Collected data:
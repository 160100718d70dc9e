//! Staged tabular edit engine.
//!
//! Rows are added, edited and removed locally, grouped and validated on
//! demand, and later committed as an ordered batch of remote operations.
//! A master collection may declare a detail collection that depends on it;
//! detail operations never reach the remote before the master rows they
//! reference exist there.

pub mod allocator;
pub mod collection;
pub mod config;
pub mod controller;
pub mod entity;
pub mod grouping;
pub mod identity;
pub mod planner;
pub mod row;
pub mod runtime;
pub mod selection;
pub mod tracker;
pub mod util;
pub mod validation;

#[cfg(any(test, feature = "testing"))]
pub mod testing;

#[cfg(test)]
mod tests;

pub use allocator::TempIdAllocator;
pub use collection::Collection;
pub use config::EngineConfig;
pub use controller::{EditSession, MasterDetailController};
pub use entity::{DetailEntity, Entity};
pub use identity::{Identity, ServerId, TempId};
pub use planner::{CommitPlanner, LinkedPlan, Operation, OperationBatch, PlannedOp};
pub use row::{RemovalOutcome, Row, RowStatus};
pub use runtime::{
    execute, execute_linked, CommitOutcome, Committed, LinkedOutcome, RemoteCollection, RowOutcome,
    RowReport,
};
pub use selection::{BulkAction, MasterState, SelectionCoordinator};
pub use tracker::RowStateTracker;
pub use util::errors::{AllocatorError, RemoteError, RemoteErrorKind, Result, StagingError};
pub use validation::{InvariantValidator, ValidationReport, ValidationResult, Violation, ViolationKind};
//! Group partitioning and group-boundary queries.
//!
//! Everything here is a pure function of the row list it is given. Boundary
//! answers are derived from the current order on every call; nothing is
//! cached across re-orderings.

use crate::entity::Entity;
use crate::row::Row;
use std::cmp::Ordering;
use std::ops::Range;

#[derive(Debug, Clone)]
pub struct Group<'a, E, K> {
    pub key: K,
    pub rows: Vec<&'a Row<E>>,
}

impl<'a, E: Entity, K> Group<'a, E, K> {
    pub fn len(&self) -> usize {
        self.rows.len()
    }

    pub fn is_empty(&self) -> bool {
        self.rows.is_empty()
    }

    pub fn representatives(&self) -> Vec<&'a Row<E>> {
        self.rows
            .iter()
            .copied()
            .filter(|row| row.payload().is_representative() == Some(true))
            .collect()
    }
}

/// Partitions rows by `group_key`, groups in ascending key order.
pub fn partition<'a, E, K, F>(rows: impl IntoIterator<Item = &'a Row<E>>, group_key: F) -> Vec<Group<'a, E, K>>
where
    E: Entity + 'a,
    K: Ord,
    F: Fn(&E) -> K,
{
    partition_with(rows, group_key, K::cmp)
}

/// Partitions rows by `group_key` using a caller-supplied key order. Inside
/// a group, representative rows come first, then ascending sequence; ties
/// keep their input order.
pub fn partition_with<'a, E, K, F, C>(
    rows: impl IntoIterator<Item = &'a Row<E>>,
    group_key: F,
    compare: C,
) -> Vec<Group<'a, E, K>>
where
    E: Entity + 'a,
    F: Fn(&E) -> K,
    C: Fn(&K, &K) -> Ordering,
{
    let mut keyed: Vec<(K, &'a Row<E>)> = rows.into_iter().map(|row| (group_key(row.payload()), row)).collect();
    keyed.sort_by(|(a, _), (b, _)| compare(a, b));

    let mut groups: Vec<Group<'a, E, K>> = Vec::new();
    for (key, row) in keyed {
        match groups.last_mut() {
            Some(group) if compare(&group.key, &key) == Ordering::Equal => group.rows.push(row),
            _ => groups.push(Group { key, rows: vec![row] }),
        }
    }
    for group in &mut groups {
        group.rows.sort_by(|a, b| intra_group_order(a, b));
    }
    groups
}

/// Partitions by the entity's own group key.
pub fn partition_by_group<'a, E>(rows: impl IntoIterator<Item = &'a Row<E>>) -> Vec<Group<'a, E, Option<E::GroupKey>>>
where
    E: Entity + 'a,
{
    partition(rows, |entity: &E| entity.group_key())
}

/// Flattened presentation order: groups by key, then representative-first,
/// then sequence.
pub fn ordered<'a, E>(rows: impl IntoIterator<Item = &'a Row<E>>) -> Vec<&'a Row<E>>
where
    E: Entity + 'a,
{
    partition_by_group(rows).into_iter().flat_map(|group| group.rows).collect()
}

// A row marked for deletion no longer leads its group.
fn leads_group<E: Entity>(row: &Row<E>) -> bool {
    row.is_live() && row.payload().is_representative() == Some(true)
}

fn intra_group_order<E: Entity>(a: &Row<E>, b: &Row<E>) -> Ordering {
    leads_group(b)
        .cmp(&leads_group(a))
        .then_with(|| a.payload().sequence().cmp(&b.payload().sequence()))
}

/// True iff `index` is the last element of its run of equal keys. The final
/// item is always a boundary; an out-of-range index never is.
pub fn is_group_boundary<T, K, F>(items: &[T], index: usize, key: F) -> bool
where
    K: PartialEq,
    F: Fn(&T) -> K,
{
    match (items.get(index), items.get(index + 1)) {
        (None, _) => false,
        (Some(_), None) => true,
        (Some(current), Some(next)) => key(current) != key(next),
    }
}

/// Boundary query over rows keyed by their entity group key.
pub fn is_row_group_boundary<E: Entity>(rows: &[&Row<E>], index: usize) -> bool {
    is_group_boundary(rows, index, |row| row.payload().group_key())
}

/// Index ranges of adjacent equal-key runs, used to merge cells of a group.
pub fn merge_spans<T, K, F>(items: &[T], key: F) -> Vec<Range<usize>>
where
    K: PartialEq,
    F: Fn(&T) -> K,
{
    let mut spans = Vec::new();
    let mut start = 0;
    for index in 0..items.len() {
        if is_group_boundary(items, index, &key) {
            spans.push(start..index + 1);
            start = index + 1;
        }
    }
    spans
}
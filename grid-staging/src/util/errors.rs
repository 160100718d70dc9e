use crate::identity::{Identity, ServerId, TempId};
use crate::validation::ValidationReport;
use std::fmt;
use thiserror::Error;

pub type Result<T> = std::result::Result<T, StagingError>;

#[derive(Error, Debug)]
pub enum StagingError {
    #[error("commit refused: {0}")]
    Validation(ValidationReport),
    #[error("row {0} is protected and cannot be removed")]
    ProtectedRow(Identity),
    #[error("row {0} is marked for deletion")]
    RowRemoved(Identity),
    #[error("row not found: {0}")]
    UnknownRow(Identity),
    #[error("no master row selected")]
    NoMasterSelected,
    #[error(transparent)]
    Allocator(#[from] AllocatorError),
    #[error(transparent)]
    Remote(#[from] RemoteError),
}

/// Internal invariant breaches of the temp id allocator. These end the
/// editing session; they are never shown to the user as recoverable.
#[derive(Error, Debug, Clone, PartialEq, Eq)]
pub enum AllocatorError {
    #[error("temp id {0} was never issued")]
    UnknownTempId(TempId),
    #[error("temp id {temp} already resolved to {existing}")]
    AlreadyResolved { temp: TempId, existing: ServerId },
    #[error("temp id {0} is retired")]
    Retired(TempId),
}

#[derive(Debug, Clone, Copy, PartialEq, Eq)]
pub enum RemoteErrorKind {
    Rejected,
    Conflict,
    NotFound,
    Unauthorized,
    Transport,
}

impl fmt::Display for RemoteErrorKind {
    fn fmt(&self, f: &mut fmt::Formatter<'_>) -> fmt::Result {
        let label = match self {
            RemoteErrorKind::Rejected => "rejected",
            RemoteErrorKind::Conflict => "conflict",
            RemoteErrorKind::NotFound => "not found",
            RemoteErrorKind::Unauthorized => "unauthorized",
            RemoteErrorKind::Transport => "transport failure",
        };
        f.write_str(label)
    }
}

#[derive(Error, Debug, Clone, PartialEq, Eq)]
#[error("{kind}: {message}")]
pub struct RemoteError {
    pub kind: RemoteErrorKind,
    pub message: String,
}

impl RemoteError {
    pub fn new(kind: RemoteErrorKind, message: impl Into<String>) -> Self {
        Self {
            kind,
            message: message.into(),
        }
    }

    pub fn rejected(message: impl Into<String>) -> Self {
        Self::new(RemoteErrorKind::Rejected, message)
    }

    pub fn conflict(message: impl Into<String>) -> Self {
        Self::new(RemoteErrorKind::Conflict, message)
    }

    pub fn transport(message: impl Into<String>) -> Self {
        Self::new(RemoteErrorKind::Transport, message)
    }

    /// Transport failures are worth retrying unchanged; the other kinds need
    /// the user to change something first.
    pub fn is_transient(&self) -> bool {
        self.kind == RemoteErrorKind::Transport
    }
}
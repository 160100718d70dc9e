use serde::{Deserialize, Serialize};
use std::fmt;
use std::str::FromStr;
use thiserror::Error;

const SERVER_PREFIX: &str = "srv:";
const TEMP_PREFIX: &str = "tmp:";

/// Identifier issued by the backend for a persisted row.
#[derive(Debug, Clone, PartialEq, Eq, Hash, PartialOrd, Ord, Serialize, Deserialize)]
#[serde(transparent)]
pub struct ServerId(String);

impl ServerId {
    pub fn new(id: impl Into<String>) -> Self {
        Self(id.into())
    }

    pub fn as_str(&self) -> &str {
        &self.0
    }
}

impl fmt::Display for ServerId {
    fn fmt(&self, f: &mut fmt::Formatter<'_>) -> fmt::Result {
        f.write_str(&self.0)
    }
}

impl From<&str> for ServerId {
    fn from(value: &str) -> Self {
        Self::new(value)
    }
}

/// Client-only placeholder for a row that has not been persisted yet.
#[derive(Debug, Clone, Copy, PartialEq, Eq, Hash, PartialOrd, Ord, Serialize, Deserialize)]
#[serde(transparent)]
pub struct TempId(u64);

impl TempId {
    pub const fn new(raw: u64) -> Self {
        Self(raw)
    }

    pub const fn raw(self) -> u64 {
        self.0
    }
}

impl fmt::Display for TempId {
    fn fmt(&self, f: &mut fmt::Formatter<'_>) -> fmt::Result {
        write!(f, "T{}", self.0)
    }
}

/// Identity of a row in a working set. Grid widgets key their rows by
/// [`Identity::row_key`] so unsaved rows render before they have a server id.
#[derive(Debug, Clone, PartialEq, Eq, Hash, PartialOrd, Ord, Serialize, Deserialize)]
#[serde(tag = "kind", content = "id", rename_all = "snake_case")]
pub enum Identity {
    Server(ServerId),
    Temp(TempId),
}

impl Identity {
    pub fn is_temp(&self) -> bool {
        matches!(self, Identity::Temp(_))
    }

    pub fn server_id(&self) -> Option<&ServerId> {
        match self {
            Identity::Server(id) => Some(id),
            Identity::Temp(_) => None,
        }
    }

    pub fn temp_id(&self) -> Option<TempId> {
        match self {
            Identity::Temp(id) => Some(*id),
            Identity::Server(_) => None,
        }
    }

    pub fn row_key(&self) -> String {
        match self {
            Identity::Server(id) => format!("{SERVER_PREFIX}{id}"),
            Identity::Temp(id) => format!("{TEMP_PREFIX}{}", id.raw()),
        }
    }
}

impl fmt::Display for Identity {
    fn fmt(&self, f: &mut fmt::Formatter<'_>) -> fmt::Result {
        match self {
            Identity::Server(id) => write!(f, "{id}"),
            Identity::Temp(id) => write!(f, "{id}"),
        }
    }
}

impl From<ServerId> for Identity {
    fn from(id: ServerId) -> Self {
        Identity::Server(id)
    }
}

impl From<TempId> for Identity {
    fn from(id: TempId) -> Self {
        Identity::Temp(id)
    }
}

#[derive(Debug, Clone, PartialEq, Eq, Error)]
#[error("invalid row key: {0}")]
pub struct RowKeyError(pub String);

impl FromStr for Identity {
    type Err = RowKeyError;

    fn from_str(key: &str) -> Result<Self, Self::Err> {
        if let Some(id) = key.strip_prefix(SERVER_PREFIX) {
            if id.is_empty() {
                return Err(RowKeyError(key.to_string()));
            }
            return Ok(Identity::Server(ServerId::new(id)));
        }
        if let Some(raw) = key.strip_prefix(TEMP_PREFIX) {
            return raw
                .parse::<u64>()
                .map(|n| Identity::Temp(TempId::new(n)))
                .map_err(|_| RowKeyError(key.to_string()));
        }
        Err(RowKeyError(key.to_string()))
    }
}

/// Serde adapter for master references carried inside detail payloads.
///
/// The wire form is the bare server id. Serializing a reference that still
/// points at a temp id fails: the commit runtime rebinds detail payloads
/// before they are sent.
pub mod as_server_id {
    use super::{Identity, ServerId};
    use serde::{Deserialize, Deserializer, Serializer};

    pub fn serialize<S: Serializer>(identity: &Identity, serializer: S) -> Result<S::Ok, S::Error> {
        match identity {
            Identity::Server(id) => serializer.serialize_str(id.as_str()),
            Identity::Temp(id) => Err(serde::ser::Error::custom(format!(
                "master reference {id} has not been persisted"
            ))),
        }
    }

    pub fn deserialize<'de, D: Deserializer<'de>>(deserializer: D) -> Result<Identity, D::Error> {
        let id = String::deserialize(deserializer)?;
        Ok(Identity::Server(ServerId::new(id)))
    }
}

#[cfg(test)]
mod tests {
    use super::*;

    #[test]
    fn row_keys_parse_back() {
        let server = Identity::Server(ServerId::new("R-17"));
        let temp = Identity::Temp(TempId::new(42));

        assert_eq!(server.row_key(), "srv:R-17");
        assert_eq!(temp.row_key(), "tmp:42");
        assert_eq!(server.row_key().parse::<Identity>().unwrap(), server);
        assert_eq!(temp.row_key().parse::<Identity>().unwrap(), temp);
    }

    #[test]
    fn malformed_row_keys_are_rejected() {
        assert!("R-17".parse::<Identity>().is_err());
        assert!("tmp:abc".parse::<Identity>().is_err());
        assert!("srv:".parse::<Identity>().is_err());
    }

    #[test]
    fn temp_master_reference_does_not_serialize() {
        #[derive(serde::Serialize)]
        struct Detail {
            #[serde(with = "as_server_id")]
            master: Identity,
        }

        let ok = serde_json::to_string(&Detail { master: ServerId::new("9").into() }).unwrap();
        assert_eq!(ok, r#"{"master":"9"}"#);

        let err = serde_json::to_string(&Detail { master: TempId::new(1).into() });
        assert!(err.is_err());
    }
}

### [Instructions for the task]
Copy exactly the lines from the top of the entries through the line with "depends on it;" in it, please, keeping both ends and adding nothing.

### [Answer space]
repository 160100718d70dc9e
//! Staged tabular edit engine.
//!
//! Rows are added, edited and removed locally, grouped and validated on
//! demand, and later committed as an ordered batch of remote operations.
//! A master collection may declare a detail collection that depends on it;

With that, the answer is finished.